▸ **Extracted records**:
- - -

//! Typed configuration for the retrieval pipeline.
//!
//! Loaded from `config.yml` in the data directory (or the path named by
//! `RECALL_CONFIG_PATH`), with serde defaults for every section so a
//! missing or partial file still yields a runnable configuration.

mod paths;

pub use paths::AppPaths;

use std::env;
use std::fs;
use std::path::PathBuf;

use serde::{Deserialize, Serialize};

#[derive(Debug, Clone, Default, Serialize, Deserialize)]
#[serde(default)]
pub struct AppConfig {
    pub embedding: EmbeddingConfig,
    pub vector: VectorConfig,
    pub scheduler: SchedulerConfig,
    pub search: SearchConfig,
    pub importer: ImporterConfig,
    pub completion: Option<CompletionConfig>,
}

impl AppConfig {
    /// Reads the config file, falling back to defaults when absent.
    pub fn load(paths: &AppPaths) -> anyhow::Result<Self> {
        let path = config_path(paths);
        if !path.exists() {
            return Ok(AppConfig::default());
        }

        let contents = fs::read_to_string(&path)?;
        let config: AppConfig = serde_yaml::from_str(&contents)?;
        Ok(config)
    }
}

fn config_path(paths: &AppPaths) -> PathBuf {
    if let Ok(path) = env::var("RECALL_CONFIG_PATH") {
        return PathBuf::from(path);
    }
    paths.data_dir.join("config.yml")
}

#[derive(Debug, Clone, Serialize, Deserialize)]
#[serde(default)]
pub struct EmbeddingConfig {
    /// OpenAI-compatible base URL, e.g. `https://api.openai.com`.
    pub base_url: String,
    pub model: String,
    /// API key; the `RECALL_EMBEDDING_API_KEY` env var takes precedence.
    pub api_key: Option<String>,
    pub dimension: usize,
    /// Provider ceiling on texts per call.
    pub batch_size: usize,
    pub timeout_secs: u64,
    pub max_retries: u32,
    pub retry_base_delay_ms: u64,
}

impl Default for EmbeddingConfig {
    fn default() -> Self {
        Self {
            base_url: "https://api.openai.com".to_string(),
            model: "text-embedding-3-large".to_string(),
            api_key: None,
            dimension: 3072,
            batch_size: 512,
            timeout_secs: 60,
            max_retries: 5,
            retry_base_delay_ms: 500,
        }
    }
}

impl EmbeddingConfig {
    pub fn resolve_api_key(&self) -> Option<String> {
        env::var("RECALL_EMBEDDING_API_KEY")
            .ok()
            .filter(|key| !key.trim().is_empty())
            .or_else(|| self.api_key.clone())
    }
}

#[derive(Debug, Clone, Serialize, Deserialize)]
#[serde(default)]
pub struct VectorConfig {
    /// `memory` for the in-process index, `http` for a remote service.
    pub backend: String,
    pub base_url: String,
    pub api_key: Option<String>,
    pub upsert_batch_size: usize,
    pub verify_base_delay_ms: u64,
    pub verify_max_attempts: u32,
}

impl Default for VectorConfig {
    fn default() -> Self {
        Self {
            backend: "memory".to_string(),
            base_url: String::new(),
            api_key: None,
            upsert_batch_size: 100,
            verify_base_delay_ms: 2_000,
            verify_max_attempts: 5,
        }
    }
}

#[derive(Debug, Clone, Serialize, Deserialize)]
#[serde(default)]
pub struct SchedulerConfig {
    pub interval_secs: u64,
    pub reembed_after_hours: i64,
    /// Runs longer than this raise a warning alert. Kept below the
    /// schedule interval so a flagged run cannot overlap the next tick.
    pub run_time_ceiling_secs: u64,
    pub batch_delay_ms: u64,
    pub max_records_per_run: usize,
}

impl Default for SchedulerConfig {
    fn default() -> Self {
        Self {
            interval_secs: 300,
            reembed_after_hours: 24,
            run_time_ceiling_secs: 240,
            batch_delay_ms: 500,
            max_records_per_run: 500,
        }
    }
}

#[derive(Debug, Clone, Serialize, Deserialize)]
#[serde(default)]
pub struct SearchConfig {
    pub top_k: usize,
}

impl Default for SearchConfig {
    fn default() -> Self {
        Self { top_k: 5 }
    }
}

#[derive(Debug, Clone, Serialize, Deserialize)]
#[serde(default)]
pub struct ImporterConfig {
    pub max_part_chars: usize,
    /// Documents submitted to the embedding path per batch.
    pub batch_size: usize,
}

impl Default for ImporterConfig {
    fn default() -> Self {
        Self {
            max_part_chars: 4_000,
            batch_size: 5,
        }
    }
}

#[derive(Debug, Clone, Serialize, Deserialize)]
#[serde(default)]
pub struct CompletionConfig {
    pub base_url: String,
    pub model: String,
    pub api_key: Option<String>,
    pub max_tokens: Option<u32>,
    pub temperature: Option<f32>,
}

impl Default for CompletionConfig {
    fn default() -> Self {
        Self {
            base_url: "https://api.openai.com".to_string(),
            model: "gpt-4o-mini".to_string(),
            api_key: None,
            max_tokens: Some(1024),
            temperature: Some(0.2),
        }
    }
}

- - -

▸ **WHAT THE TASK ASKS**: Nothing should be missing: every line above must be reproduced exactly.

▸ **RESPONSE FOR THIS EXERCISE**:
//! Typed configuration for the retrieval pipeline.
//!
//! Loaded from `config.yml` in the data directory (or the path named by
//! `RECALL_CONFIG_PATH`), with serde defaults for every section so a
//! missing or partial file still yields a runnable configuration.

mod paths;

pub use paths::AppPaths;

use std::env;
use std::fs;
use std::path::PathBuf;

use serde::{Deserialize, Serialize};

#[derive(Debug, Clone, Default, Serialize, Deserialize)]
#[serde(default)]
pub struct AppConfig {
    pub embedding: EmbeddingConfig,
    pub vector: VectorConfig,
    pub scheduler: SchedulerConfig,
    pub search: SearchConfig,
    pub importer: ImporterConfig,
    pub completion: Option<CompletionConfig>,
}

impl AppConfig {
    /// Reads the config file, falling back to defaults when absent.
    pub fn load(paths: &AppPaths) -> anyhow::Result<Self> {
        let path = config_path(paths);
        if !path.exists() {
            return Ok(AppConfig::default());
        }

        let contents = fs::read_to_string(&path)?;
        let config: AppConfig = serde_yaml::from_str(&contents)?;
        Ok(config)
    }
}

fn config_path(paths: &AppPaths) -> PathBuf {
    if let Ok(path) = env::var("RECALL_CONFIG_PATH") {
        return PathBuf::from(path);
    }
    paths.data_dir.join("config.yml")
}

#[derive(Debug, Clone, Serialize, Deserialize)]
#[serde(default)]
pub struct EmbeddingConfig {
    /// OpenAI-compatible base URL, e.g. `https://api.openai.com`.
    pub base_url: String,
    pub model: String,
    /// API key; the `RECALL_EMBEDDING_API_KEY` env var takes precedence.
    pub api_key: Option<String>,
    pub dimension: usize,
    /// Provider ceiling on texts per call.
    pub batch_size: usize,
    pub timeout_secs: u64,
    pub max_retries: u32,
    pub retry_base_delay_ms: u64,
}

impl Default for EmbeddingConfig {
    fn default() -> Self {
        Self {
            base_url: "https://api.openai.com".to_string(),
            model: "text-embedding-3-large".to_string(),
            api_key: None,
            dimension: 3072,
            batch_size: 512,
            timeout_secs: 60,
            max_retries: 5,
            retry_base_delay_ms: 500,
        }
    }
}

impl EmbeddingConfig {
    pub fn resolve_api_key(&self) -> Option<String> {
        env::var("RECALL_EMBEDDING_API_KEY")
            .ok()
            .filter(|key| !key.trim().is_empty())
            .or_else(|| self.api_key.clone())
    }
}

#[derive(Debug, Clone, Serialize, Deserialize)]
#[serde(default)]
pub struct VectorConfig {
    /// `memory` for the in-process index, `http` for a remote service.
    pub backend: String,
    pub base_url: String,
    pub api_key: Option<String>,
    pub upsert_batch_size: usize,
    pub verify_base_delay_ms: u64,
    pub verify_max_attempts: u32,
}

impl Default for VectorConfig {
    fn default() -> Self {
        Self {
            backend: "memory".to_string(),
            base_url: String::new(),
            api_key: None,
            upsert_batch_size: 100,
            verify_base_delay_ms: 2_000,
            verify_max_attempts: 5,
        }
    }
}

#[derive(Debug, Clone, Serialize, Deserialize)]
#[serde(default)]
pub struct SchedulerConfig {
    pub interval_secs: u64,
    pub reembed_after_hours: i64,
    /// Runs longer than this raise a warning alert. Kept below the
    /// schedule interval so a flagged run cannot overlap the next tick.
    pub run_time_ceiling_secs: u64,
    pub batch_delay_ms: u64,
    pub max_records_per_run: usize,
}

impl Default for SchedulerConfig {
    fn default() -> Self {
        Self {
            interval_secs: 300,
            reembed_after_hours: 24,
            run_time_ceiling_secs: 240,
            batch_delay_ms: 500,
            max_records_per_run: 500,
        }
    }
}

#[derive(Debug, Clone, Serialize, Deserialize)]
#[serde(default)]
pub struct SearchConfig {
    pub top_k: usize,
}

impl Default for SearchConfig {
    fn default() -> Self {
        Self { top_k: 5 }
    }
}

#[derive(Debug, Clone, Serialize, Deserialize)]
#[serde(default)]
pub struct ImporterConfig {
    pub max_part_chars: usize,
    /// Documents submitted to the embedding path per batch.
    pub batch_size: usize,
}

impl Default for ImporterConfig {
    fn default() -> Self {
        Self {
            max_part_chars: 4_000,
            batch_size: 5,
        }
    }
}

#[derive(Debug, Clone, Serialize, Deserialize)]
#[serde(default)]
pub struct CompletionConfig {
    pub base_url: String,
    pub model: String,
    pub api_key: Option<String>,
    pub max_tokens: Option<u32>,
    pub temperature: Option<f32>,
}

impl Default for CompletionConfig {
    fn default() -> Self {
        Self {
            base_url: "https://api.openai.com".to_string(),
            model: "gpt-4o-mini".to_string(),
            api_key: None,
            max_tokens: Some(1024),
            temperature: Some(0.2),
        }
    }
}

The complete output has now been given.